Salvi sentieri e rifugi: la frana del Pelmo non ha fatto danni

Ieri mattina sopralluogo del Soccorso alpino in elicottero. Galeazzi: «Impossibile quantificare il materiale distaccato»

SAN VITO. Il materiale franato venerdì sera sul Pelmo non ha coinvolto persone, né provocato danni ai sentieri e ai rifugi. Ieri mattina quattro componenti del Soccorso Alpino hanno effettuato un nuovo sopralluogo. Sia a terra che con l'elicottero. La frana si è staccata venerdì poco dopo le 20, dallo spallone est del Pelmo ed è arrivata all'attacco del canale della Forca Rossa. «Non è possibile», spiega Maurizio Galeazzi, capo stazione del Soccorso di San Vito, «definire la quantità di materiale del distacco, che ha 10 metri di base per una ventina di altezza. Il distacco probabilmente è stato originato dall'acqua penetrata in una fessura e in seguito ghiacciata, come dimostra la presenza di una striscia di neve rimasta in quota».

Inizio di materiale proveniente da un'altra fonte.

//! Error dialog
//!
//! Blocking modal for remote failures, with recovery suggestions per error
//! kind. Validation errors never land here; they render inline next to
//! their field.

use ratatui::{
    style::{Color, Modifier, Style},
    text::{Line, Span},
    widgets::{Block, Borders, Clear, Paragraph, Wrap},
    Frame,
};

use crate::error::WizardError;
use crate::tui::layout::centered_rect_fixed;

/// Presentable error details with recovery suggestions
#[derive(Debug, Clone, PartialEq, Eq)]
pub struct ErrorInfo {
    /// Dialog title
    pub title: String,
    /// The user-facing message
    pub details: String,
    /// Suggested recovery actions
    pub suggestions: Vec<String>,
}

impl ErrorInfo {
    /// Build dialog content from a wizard error
    pub fn from_error(error: &WizardError) -> Self {
        match error {
            WizardError::Network(_) => Self {
                title: "Ошибка сети".to_string(),
                details: error.to_string(),
                suggestions: vec![
                    "Проверьте подключение к интернету".to_string(),
                    "Данные формы сохранены, попробуйте позже".to_string(),
                ],
            },
            WizardError::Http { .. } => Self {
                title: "Ошибка отправки".to_string(),
                details: error.to_string(),
                suggestions: vec![
                    "Данные формы сохранены, попробуйте позже".to_string(),
                ],
            },
            WizardError::Json(msg) => Self {
                title: "Некорректный ответ сервиса".to_string(),
                details: msg.clone(),
                suggestions: vec!["Попробуйте ещё раз позже".to_string()],
            },
            other => Self {
                title: "Ошибка".to_string(),
                details: other.to_string(),
                suggestions: Vec::new(),
            },
        }
    }
}

/// Render the error dialog
pub fn render(frame: &mut Frame, info: &ErrorInfo) {
    let height = 6 + info.suggestions.len() as u16;
    let area = centered_rect_fixed(60, height, frame.area());

    frame.render_widget(Clear, area);

    let block = Block::default()
        .title(format!(" {} ", info.title))
        .title_style(Style::default().fg(Color::Red).add_modifier(Modifier::BOLD))
        .borders(Borders::ALL)
        .border_style(Style::default().fg(Color::Red));

    let mut lines = vec![
        Line::from(""),
        Line::from(Span::styled(
            info.details.clone(),
            Style::default().fg(Color::White),
        )),
        Line::from(""),
    ];
    for suggestion in &info.suggestions {
        lines.push(Line::from(Span::styled(
            format!("• {}", suggestion),
            Style::default().fg(Color::Yellow),
        )));
    }
    lines.push(Line::from(vec![
        Span::styled("[Enter]", Style::default().fg(Color::Red)),
        Span::raw(" Закрыть"),
    ]));

    let paragraph = Paragraph::new(lines)
        .block(block)
        .wrap(Wrap { trim: false });

    frame.render_widget(paragraph, area);
}

#[cfg(test)]
mod tests {
    use super::*;

    #[test]
    fn test_network_error_info() {
        let info = ErrorInfo::from_error(&WizardError::Network("timed out".into()));
        assert_eq!(info.title, "Ошибка сети");
        assert_eq!(info.details, "Ошибка сети: timed out");
        assert_eq!(info.suggestions.len(), 2);
    }

    #[test]
    fn test_http_error_info_carries_status_and_body() {
        let err = WizardError::Http {
            status: 503,
            body: "Service Unavailable".into(),
        };
        let info = ErrorInfo::from_error(&err);
        assert_eq!(info.details, "Ошибка отправки: 503 Service Unavailable");
    }
}
//! Text input widget
//!
//! A single-line text field with a char-aware cursor, placeholder text and an
//! inline validation error rendered underneath.

use ratatui::{
    buffer::Buffer,
    layout::Rect,
    style::{Color, Style},
    text::{Line, Span},
    widgets::Widget,
};

/// A simple text input with label, placeholder and error line
#[derive(Debug, Clone, Default)]
pub struct TextInput {
    /// Current text content
    pub content: String,
    /// Cursor position, counted in chars (not bytes)
    pub cursor: usize,
    /// Whether the input is focused
    pub focused: bool,
    /// Placeholder shown while empty
    pub placeholder: String,
    /// Field label
    pub label: String,
    /// Validation error shown under the field
    pub error: Option<String>,
}

impl TextInput {
    /// Create a new text input
    pub fn new() -> Self {
        Self::default()
    }

    /// Set the label
    pub fn label(mut self, label: impl Into<String>) -> Self {
        self.label = label.into();
        self
    }

    /// Set the placeholder
    pub fn placeholder(mut self, placeholder: impl Into<String>) -> Self {
        self.placeholder = placeholder.into();
        self
    }

    /// Set content, placing the cursor at the end
    pub fn content(mut self, content: impl Into<String>) -> Self {
        self.content = content.into();
        self.cursor = self.content.chars().count();
        self
    }

    /// Byte offset of the cursor's char position
    fn cursor_byte(&self) -> usize {
        self.content
            .char_indices()
            .nth(self.cursor)
            .map(|(i, _)| i)
            .unwrap_or(self.content.len())
    }

    /// Insert a character at the cursor
    pub fn insert(&mut self, c: char) {
        let at = self.cursor_byte();
        self.content.insert(at, c);
        self.cursor += 1;
    }

    /// Delete the character before the cursor
    pub fn backspace(&mut self) {
        if self.cursor > 0 {
            self.cursor -= 1;
            let at = self.cursor_byte();
            self.content.remove(at);
        }
    }

    /// Delete the character at the cursor
    pub fn delete(&mut self) {
        if self.cursor < self.content.chars().count() {
            let at = self.cursor_byte();
            self.content.remove(at);
        }
    }

    /// Move cursor left
    pub fn move_left(&mut self) {
        self.cursor = self.cursor.saturating_sub(1);
    }

    /// Move cursor right
    pub fn move_right(&mut self) {
        if self.cursor < self.content.chars().count() {
            self.cursor += 1;
        }
    }

    /// Move cursor to start
    pub fn move_start(&mut self) {
        self.cursor = 0;
    }

    /// Move cursor to end
    pub fn move_end(&mut self) {
        self.cursor = self.content.chars().count();
    }

    /// Get the current content
    pub fn value(&self) -> &str {
        &self.content
    }
}

impl Widget for &TextInput {
    fn render(self, area: Rect, buf: &mut Buffer) {
        let label_width = if self.label.is_empty() {
            0
        } else {
            self.label.chars().count() as u16 + 2
        };

        if !self.label.is_empty() {
            let label_style = if self.focused {
                Style::default().fg(Color::Cyan)
            } else {
                Style::default().fg(Color::DarkGray)
            };
            let label_line = Line::from(vec![
                Span::styled(self.label.clone(), label_style),
                Span::raw(": "),
            ]);
            buf.set_line(area.x, area.y, &label_line, label_width);
        }

        let input_start = area.x + label_width;
        let (display_text, text_style) = if self.content.is_empty() {
            (
                self.placeholder.clone(),
                Style::default().fg(Color::DarkGray),
            )
        } else if self.focused {
            (self.content.clone(), Style::default().fg(Color::White))
        } else {
            (self.content.clone(), Style::default().fg(Color::Gray))
        };
        buf.set_string(input_start, area.y, &display_text, text_style);

        if self.focused {
            let cursor_x = input_start + self.cursor as u16;
            if cursor_x < area.x + area.width {
                let cursor_char = self
                    .content
                    .chars()
                    .nth(self.cursor)
                    .unwrap_or(' ')
                    .to_string();
                buf.set_string(
                    cursor_x,
                    area.y,
                    cursor_char,
                    Style::default().fg(Color::Black).bg(Color::Cyan),
                );
            }
        }

        // Error line under the field
        if let Some(error) = &self.error {
            if area.height > 1 {
                buf.set_string(
                    input_start,
                    area.y + 1,
                    error,
                    Style::default().fg(Color::Red),
                );
            }
        }
    }
}

#[cfg(test)]
mod tests {
    use super::*;

    #[test]
    fn test_insert_and_backspace_multibyte() {
        let mut input = TextInput::new();
        for c in "Ана".chars() {
            input.insert(c);
        }
        assert_eq!(input.value(), "Ана");
        assert_eq!(input.cursor, 3);

        input.backspace();
        assert_eq!(input.value(), "Ан");
        assert_eq!(input.cursor, 2);
    }

    #[test]
    fn test_insert_in_middle() {
        let mut input = TextInput::new().content("Пп");
        input.move_left();
        input.insert('о');
        assert_eq!(input.value(), "Поп");
    }

    #[test]
    fn test_cursor_clamps_at_edges() {
        let mut input = TextInput::new().content("ab");
        input.move_end();
        input.move_right();
        assert_eq!(input.cursor, 2);
        input.move_start();
        input.move_left();
        assert_eq!(input.cursor, 0);
        input.backspace();
        assert_eq!(input.value(), "ab");
    }

    #[test]
    fn test_delete_at_cursor() {
        let mut input = TextInput::new().content("abc");
        input.move_start();
        input.delete();
        assert_eq!(input.value(), "bc");
        input.move_end();
        input.delete();
        assert_eq!(input.value(), "bc");
    }
}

«Tutto il materiale si è fermato 300 metri sopra il sentiero sottostante, spingendo alcuni massi che si trovavano sul ghiaione e che sono rotolati a valle. Sulla superficie del distacco non pare essere rimasta roccia in bilico pronta a staccarsi. Alcuni residui si notano ancora sulle cenge che probabilmente scenderanno con le prossime piogge e per questo si consiglia prudenza nella frequentazione dei luoghi, soprattutto dopo temporali. Venerdì sera ci eravamo subito recati sul Pelmo», continua Galeazzi, «e considerando il forte boato avvertito in centro a San Vito, la nube, e i rumori pensavamo che il materiale sceso fosse tantissimo. Avendo effettuato i sopralluoghi in elicottero e a piedi posso dire che non è una mole immensa. C'è tanto materiale, capiamoci, ma considerando che la dolomia quando inizia a sgretolarsi può avere dimensioni anche immense di accumulo di materiale, in questo caso non è così».

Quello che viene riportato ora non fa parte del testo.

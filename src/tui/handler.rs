//! Event handler for the TUI
//!
//! Routes keyboard events to the active dialog or the current step, and
//! feeds worker completions back into the app state.

use anyhow::Result;
use crossterm::event::{KeyCode, KeyEvent, KeyModifiers};

use crate::wizard::Step;

use super::app::{ActiveDialog, App, CategoryLoad};
use super::event::Event;

/// Handle an incoming event
pub fn handle_event(app: &mut App, event: Event) -> Result<()> {
    match event {
        Event::Key(key) => handle_key_event(app, key),
        Event::CategoriesLoaded { generation, result } => {
            app.on_categories_loaded(generation, result);
            Ok(())
        }
        Event::SubmissionDone { generation, result } => {
            app.on_submission_done(generation, result);
            Ok(())
        }
        Event::Tick | Event::Resize(_, _) => Ok(()),
    }
}

/// Handle a key event
fn handle_key_event(app: &mut App, key: KeyEvent) -> Result<()> {
    // Ctrl+C always quits
    if key.modifiers.contains(KeyModifiers::CONTROL) && key.code == KeyCode::Char('c') {
        app.quit();
        return Ok(());
    }

    // Dialogs swallow all input until dismissed
    if app.has_dialog() {
        return handle_dialog_key(app, key);
    }

    // Global keys
    match key.code {
        // Direct step entry, resolved through the guards
        KeyCode::F(1) => {
            app.goto(Step::Personal);
            return Ok(());
        }
        KeyCode::F(2) => {
            app.goto(Step::Employment);
            return Ok(());
        }
        KeyCode::F(3) => {
            app.goto(Step::Loan);
            return Ok(());
        }
        KeyCode::Enter => {
            app.submit_current();
            return Ok(());
        }
        KeyCode::Esc => {
            if app.step == Step::Personal {
                app.quit();
            } else {
                app.go_back();
            }
            return Ok(());
        }
        KeyCode::Tab | KeyCode::Down => {
            focus_next(app);
            return Ok(());
        }
        KeyCode::BackTab | KeyCode::Up => {
            focus_prev(app);
            return Ok(());
        }
        _ => {}
    }

    match app.step {
        Step::Personal => handle_personal_key(app, key),
        Step::Employment => handle_employment_key(app, key),
        Step::Loan => handle_loan_key(app, key),
    }
}

/// Keys while a dialog is open
fn handle_dialog_key(app: &mut App, key: KeyEvent) -> Result<()> {
    let dismiss = match (&app.active_dialog, key.code) {
        (ActiveDialog::Confirm(_), KeyCode::Enter | KeyCode::Esc | KeyCode::Char(' ')) => true,
        (ActiveDialog::Error(_), KeyCode::Enter | KeyCode::Esc) => true,
        _ => false,
    };
    if dismiss {
        app.close_dialog();
    }
    Ok(())
}

fn focus_next(app: &mut App) {
    match app.step {
        Step::Personal => app.personal.focus_next(),
        Step::Employment => app.employment.focus_next(),
        Step::Loan => app.loan.focus_next(),
    }
}

fn focus_prev(app: &mut App) {
    match app.step {
        Step::Personal => app.personal.focus_prev(),
        Step::Employment => app.employment.focus_prev(),
        Step::Loan => app.loan.focus_prev(),
    }
}

/// Keys on step 1
fn handle_personal_key(app: &mut App, key: KeyEvent) -> Result<()> {
    use super::steps::personal::PersonalField;

    if app.personal.focused == PersonalField::Gender {
        match key.code {
            KeyCode::Left => app.personal.gender.prev(),
            KeyCode::Right | KeyCode::Char(' ') => app.personal.gender.next(),
            _ => {}
        }
        return Ok(());
    }

    if let Some(input) = app.personal.focused_input() {
        edit_text(input, key);
    }
    Ok(())
}

/// Keys on step 2
fn handle_employment_key(app: &mut App, key: KeyEvent) -> Result<()> {
    use super::steps::employment::EmploymentField;

    // Retry the category fetch; always re-fetches, ignoring the cache window
    if key.modifiers.contains(KeyModifiers::CONTROL) && key.code == KeyCode::Char('r') {
        app.retry_categories();
        return Ok(());
    }

    match app.employment.focused {
        EmploymentField::Workplace => {
            // The select is withheld until the list is ready
            if !matches!(app.categories, CategoryLoad::Ready(_)) {
                return Ok(());
            }
            match key.code {
                KeyCode::Left => app.employment.workplace.prev(),
                KeyCode::Right | KeyCode::Char(' ') => app.employment.workplace.next(),
                _ => {}
            }
        }
        EmploymentField::Address => edit_text(&mut app.employment.address, key),
    }
    Ok(())
}

/// Keys on step 3
fn handle_loan_key(app: &mut App, key: KeyEvent) -> Result<()> {
    let slider = app.loan.focused_slider();
    match key.code {
        KeyCode::Left | KeyCode::Char('-') => slider.decrease(),
        KeyCode::Right | KeyCode::Char('+') => slider.increase(),
        KeyCode::Home => slider.to_min(),
        KeyCode::End => slider.to_max(),
        _ => {}
    }
    Ok(())
}

/// Apply an editing key to a text input
fn edit_text(input: &mut super::widgets::TextInput, key: KeyEvent) {
    match key.code {
        KeyCode::Char(c) if !key.modifiers.contains(KeyModifiers::CONTROL) => input.insert(c),
        KeyCode::Backspace => input.backspace(),
        KeyCode::Delete => input.delete(),
        KeyCode::Left => input.move_left(),
        KeyCode::Right => input.move_right(),
        KeyCode::Home => input.move_start(),
        KeyCode::End => input.move_end(),
        _ => {}
    }
}

#[cfg(test)]
mod tests {
    use super::*;
    use crate::catalog::{CatalogClient, CategoryOption};
    use crate::config::Settings;
    use std::sync::mpsc;

    fn test_app() -> (App, mpsc::Receiver<Event>) {
        let settings = Settings {
            api_base_url: "http://127.0.0.1:9".into(),
            ..Settings::default()
        };
        let client = CatalogClient::new(&settings).unwrap();
        let (sender, receiver) = mpsc::channel();
        (App::new(settings, client, sender, Step::Personal), receiver)
    }

    fn key(code: KeyCode) -> KeyEvent {
        KeyEvent::new(code, KeyModifiers::NONE)
    }

    fn type_text(app: &mut App, text: &str) {
        for c in text.chars() {
            handle_event(app, Event::Key(key(KeyCode::Char(c)))).unwrap();
        }
    }

    #[test]
    fn test_typing_fills_focused_field() {
        let (mut app, _rx) = test_app();
        type_text(&mut app, "0123 456 789");
        assert_eq!(app.personal.phone.value(), "0123 456 789");

        handle_event(&mut app, Event::Key(key(KeyCode::Tab))).unwrap();
        type_text(&mut app, "Ana");
        assert_eq!(app.personal.first_name.value(), "Ana");
    }

    #[test]
    fn test_enter_submits_and_shows_errors() {
        let (mut app, _rx) = test_app();
        handle_event(&mut app, Event::Key(key(KeyCode::Enter))).unwrap();
        assert_eq!(app.step, Step::Personal);
        assert!(app.personal.phone.error.is_some());
    }

    #[test]
    fn test_full_keyboard_flow_reaches_step3() {
        let (mut app, _rx) = test_app();
        type_text(&mut app, "0123 456 789");
        handle_event(&mut app, Event::Key(key(KeyCode::Tab))).unwrap();
        type_text(&mut app, "Ana");
        handle_event(&mut app, Event::Key(key(KeyCode::Tab))).unwrap();
        type_text(&mut app, "Pop");
        handle_event(&mut app, Event::Key(key(KeyCode::Tab))).unwrap();
        handle_event(&mut app, Event::Key(key(KeyCode::Right))).unwrap(); // Мужской
        handle_event(&mut app, Event::Key(key(KeyCode::Enter))).unwrap();
        assert_eq!(app.step, Step::Employment);

        // categories arrive
        handle_event(
            &mut app,
            Event::CategoriesLoaded {
                generation: 1,
                result: Ok(vec![CategoryOption {
                    value: "smartphones".into(),
                    label: "Smartphones".into(),
                }]),
            },
        )
        .unwrap();
        handle_event(&mut app, Event::Key(key(KeyCode::Right))).unwrap(); // pick category
        handle_event(&mut app, Event::Key(key(KeyCode::Tab))).unwrap();
        type_text(&mut app, "Str. X 1");
        handle_event(&mut app, Event::Key(key(KeyCode::Enter))).unwrap();
        assert_eq!(app.step, Step::Loan);

        // adjust sliders: amount 200 -> 500, term 10 -> 15
        for _ in 0..3 {
            handle_event(&mut app, Event::Key(key(KeyCode::Right))).unwrap();
        }
        assert_eq!(app.loan.amount.value, 500);
        handle_event(&mut app, Event::Key(key(KeyCode::Tab))).unwrap();
        for _ in 0..5 {
            handle_event(&mut app, Event::Key(key(KeyCode::Right))).unwrap();
        }
        assert_eq!(app.loan.term.value, 15);
    }

    #[test]
    fn test_esc_goes_back_and_quits_from_step1() {
        let (mut app, _rx) = test_app();
        handle_event(&mut app, Event::Key(key(KeyCode::Esc))).unwrap();
        assert!(app.should_quit);
    }

    #[test]
    fn test_ctrl_c_quits_everywhere() {
        let (mut app, _rx) = test_app();
        let ctrl_c = KeyEvent::new(KeyCode::Char('c'), KeyModifiers::CONTROL);
        handle_event(&mut app, Event::Key(ctrl_c)).unwrap();
        assert!(app.should_quit);
    }

    #[test]
    fn test_dialog_swallows_input_until_dismissed() {
        let (mut app, _rx) = test_app();
        app.active_dialog = ActiveDialog::Confirm("ok".into());
        type_text(&mut app, "x");
        assert_eq!(app.personal.phone.value(), "");

        handle_event(&mut app, Event::Key(key(KeyCode::Enter))).unwrap();
        assert!(!app.has_dialog());
    }

    #[test]
    fn test_slider_clamps_via_keys() {
        let (mut app, _rx) = test_app();
        app.form.merge(crate::form::FormPatch::personal(
            "0123 456 789".into(),
            "Ana".into(),
            "Pop".into(),
            crate::form::Gender::Male,
        ));
        app.form
            .merge(crate::form::FormPatch::employment("a".into(), "b".into()));
        app.goto(Step::Loan);
        assert_eq!(app.step, Step::Loan);

        handle_event(&mut app, Event::Key(key(KeyCode::Left))).unwrap();
        assert_eq!(app.loan.amount.value, 200);
        handle_event(&mut app, Event::Key(key(KeyCode::End))).unwrap();
        assert_eq!(app.loan.amount.value, 1000);
        handle_event(&mut app, Event::Key(key(KeyCode::Right))).unwrap();
        assert_eq!(app.loan.amount.value, 1000);
    }
}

Il materiale è colato dalla cime. La roccia si è poi sgretolata sino a poco sopra il bosco. Ieri anche dal paese, ad occhio nudo, nubi permettendo, si vedeva una striscia più chiara sulla roccia del Pelmo, ai piedi della Forca Rossa. «La roccia che si è sgretolata non ha raggiunto i sentieri», sottolinea Galeazzi, «e non ha quindi provocato danni. C'è ancora una po' di materiale in cengia che è instabile che si sta sgretolando dal versante dove non ci sono sentieri, ma in caso di pioggia è meglio evitare la zona».

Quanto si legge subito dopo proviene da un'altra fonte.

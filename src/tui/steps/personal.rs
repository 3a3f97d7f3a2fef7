//! Step 1: personal data
//!
//! Phone, first name, last name and gender. Validation runs on submit; field
//! errors render inline and clear once the field re-validates.

use ratatui::{
    layout::{Constraint, Direction, Layout, Rect},
    widgets::{Block, Borders},
    Frame,
};

use crate::form::{schema, FormData, FormPatch, Gender};
use crate::tui::widgets::{select::SelectItem, SelectInput, TextInput};

/// Which field is currently focused on step 1
#[derive(Debug, Clone, Copy, PartialEq, Eq, Default)]
pub enum PersonalField {
    #[default]
    Phone,
    FirstName,
    LastName,
    Gender,
}

impl PersonalField {
    /// Next field for Tab navigation
    pub fn next(self) -> Self {
        match self {
            Self::Phone => Self::FirstName,
            Self::FirstName => Self::LastName,
            Self::LastName => Self::Gender,
            Self::Gender => Self::Phone,
        }
    }

    /// Previous field for Shift+Tab navigation
    pub fn prev(self) -> Self {
        match self {
            Self::Phone => Self::Gender,
            Self::FirstName => Self::Phone,
            Self::LastName => Self::FirstName,
            Self::Gender => Self::LastName,
        }
    }
}

/// Form state for step 1
#[derive(Debug, Clone)]
pub struct PersonalForm {
    pub focused: PersonalField,
    pub phone: TextInput,
    pub first_name: TextInput,
    pub last_name: TextInput,
    pub gender: SelectInput,
}

impl PersonalForm {
    /// Build the form, prefilled from shared state
    pub fn from_form(data: &FormData) -> Self {
        let mut gender = SelectInput::new()
            .label("Пол")
            .prompt("Выберите пол")
            .items(
                Gender::ALL
                    .iter()
                    .map(|g| SelectItem::new(g.label(), g.label()))
                    .collect(),
            );
        if let Some(g) = data.gender {
            gender.select_value(g.label());
        }

        let mut form = Self {
            focused: PersonalField::Phone,
            phone: TextInput::new()
                .label("Телефон")
                .placeholder("0XXX XXX XXX")
                .content(data.phone.clone().unwrap_or_default()),
            first_name: TextInput::new()
                .label("Имя")
                .content(data.first_name.clone().unwrap_or_default()),
            last_name: TextInput::new()
                .label("Фамилия")
                .content(data.last_name.clone().unwrap_or_default()),
            gender,
        };
        form.sync_focus();
        form
    }

    fn sync_focus(&mut self) {
        self.phone.focused = self.focused == PersonalField::Phone;
        self.first_name.focused = self.focused == PersonalField::FirstName;
        self.last_name.focused = self.focused == PersonalField::LastName;
        self.gender.focused = self.focused == PersonalField::Gender;
    }

    /// Move focus to the next field
    pub fn focus_next(&mut self) {
        self.focused = self.focused.next();
        self.sync_focus();
    }

    /// Move focus to the previous field
    pub fn focus_prev(&mut self) {
        self.focused = self.focused.prev();
        self.sync_focus();
    }

    /// The focused text input, if the focused field is one
    pub fn focused_input(&mut self) -> Option<&mut TextInput> {
        match self.focused {
            PersonalField::Phone => Some(&mut self.phone),
            PersonalField::FirstName => Some(&mut self.first_name),
            PersonalField::LastName => Some(&mut self.last_name),
            PersonalField::Gender => None,
        }
    }

    /// Validate on submit; errors stick to their fields, success yields the
    /// patch to merge
    pub fn validate(&mut self) -> Option<FormPatch> {
        let gender = self.gender.value().and_then(Gender::from_label);
        let result = schema::validate_personal(
            self.phone.value(),
            self.first_name.value(),
            self.last_name.value(),
            gender,
        );

        match result {
            Ok(patch) => {
                self.phone.error = None;
                self.first_name.error = None;
                self.last_name.error = None;
                self.gender.error = None;
                Some(patch)
            }
            Err(errors) => {
                self.phone.error = errors.get(schema::fields::PHONE).map(String::from);
                self.first_name.error =
                    errors.get(schema::fields::FIRST_NAME).map(String::from);
                self.last_name.error = errors.get(schema::fields::LAST_NAME).map(String::from);
                self.gender.error = errors.get(schema::fields::GENDER).map(String::from);
                None
            }
        }
    }
}

/// Render step 1
pub fn render(frame: &mut Frame, form: &PersonalForm, area: Rect) {
    let block = Block::default()
        .borders(Borders::ALL)
        .title(" Личные данные ");
    let inner = block.inner(area);
    frame.render_widget(block, area);

    let rows = Layout::default()
        .direction(Direction::Vertical)
        .margin(1)
        .constraints([
            Constraint::Length(2), // phone + error
            Constraint::Length(2), // first name + error
            Constraint::Length(2), // last name + error
            Constraint::Length(2), // gender + error
            Constraint::Min(0),
        ])
        .split(inner);

    frame.render_widget(&form.phone, rows[0]);
    frame.render_widget(&form.first_name, rows[1]);
    frame.render_widget(&form.last_name, rows[2]);
    frame.render_widget(&form.gender, rows[3]);
}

I soccorritori sono saliti nuovamente anche al rifugio Venezia. Venerdì dopo il crollo hanno innanzitutto controllato che tutti fossero presenti e poi hanno verificato che i sentieri che portano al rifugio, che si trova a 1.947 metri di quota, in località Campo di Rutorto, in comune di Vodo di Cadore, fossero percorribili. «Venerdì sera io non ho sentito il boato», ammette Barbara Feltrin che gestisce il Venezia, «perché erano le 20 circa ed eravamo impegnati nel servizio per la cena. Mio figlio che era fuori si è accorto di qualcosa. Ma noi rispetto al punto di innesco della frana siamo più spostati. La montagna scarica spesso. Per fortuna è andato tutto bene, nessuno si è fatto male, e i sentieri non sono stati danneggiati».

Ieri il Venezia era aperto e numerosi escursionisti son saliti al rifugio per godere del meraviglioso panorama gustando piatti tipici. C'è chi andato anche sull'altro versante del Pelmo al rifugio Città di fiume, collocato in località Malga Durona nel comune di Borca di Cadore. «Alcuni clienti chiedevano della frana», spiega Massimo Gavagnin, uno dei gestori, «ma noi siamo sul versante opposto: da qui non si è visto né sentito nulla».